What you have to do
Count every line below that holds "changes". The answer is the number alone.
*** Material shown ***
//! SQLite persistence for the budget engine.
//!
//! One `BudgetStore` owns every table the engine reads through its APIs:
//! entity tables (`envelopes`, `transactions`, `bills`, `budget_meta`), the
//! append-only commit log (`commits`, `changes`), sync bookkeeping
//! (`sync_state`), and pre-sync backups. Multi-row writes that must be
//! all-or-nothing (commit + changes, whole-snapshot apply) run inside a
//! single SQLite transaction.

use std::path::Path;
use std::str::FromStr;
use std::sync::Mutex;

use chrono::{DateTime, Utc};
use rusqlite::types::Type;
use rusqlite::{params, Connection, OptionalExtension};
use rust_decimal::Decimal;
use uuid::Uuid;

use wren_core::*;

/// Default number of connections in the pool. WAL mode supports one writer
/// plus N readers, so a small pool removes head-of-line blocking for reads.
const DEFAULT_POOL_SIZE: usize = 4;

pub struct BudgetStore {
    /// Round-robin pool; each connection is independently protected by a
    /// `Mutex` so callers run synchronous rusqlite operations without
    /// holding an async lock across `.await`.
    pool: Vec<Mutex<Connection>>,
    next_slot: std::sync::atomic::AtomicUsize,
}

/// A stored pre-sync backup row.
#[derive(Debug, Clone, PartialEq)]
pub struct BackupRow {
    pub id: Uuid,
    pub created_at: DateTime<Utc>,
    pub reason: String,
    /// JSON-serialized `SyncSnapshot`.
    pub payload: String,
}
*** End of Material shown ***
*** Material shown ***
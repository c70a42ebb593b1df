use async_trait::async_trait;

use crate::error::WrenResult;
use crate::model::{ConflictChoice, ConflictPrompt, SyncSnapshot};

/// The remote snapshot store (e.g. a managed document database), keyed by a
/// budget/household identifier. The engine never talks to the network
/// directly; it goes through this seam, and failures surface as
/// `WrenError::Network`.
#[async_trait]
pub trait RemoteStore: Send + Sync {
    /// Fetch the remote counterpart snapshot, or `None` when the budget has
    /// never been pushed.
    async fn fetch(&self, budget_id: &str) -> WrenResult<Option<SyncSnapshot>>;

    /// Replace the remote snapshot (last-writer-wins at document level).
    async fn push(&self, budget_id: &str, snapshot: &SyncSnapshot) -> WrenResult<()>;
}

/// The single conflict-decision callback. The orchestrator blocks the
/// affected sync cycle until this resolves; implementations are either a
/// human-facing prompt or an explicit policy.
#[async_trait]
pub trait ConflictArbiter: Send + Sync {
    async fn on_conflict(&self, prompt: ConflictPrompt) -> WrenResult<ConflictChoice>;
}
*** End of Material shown ***
Exercise result
2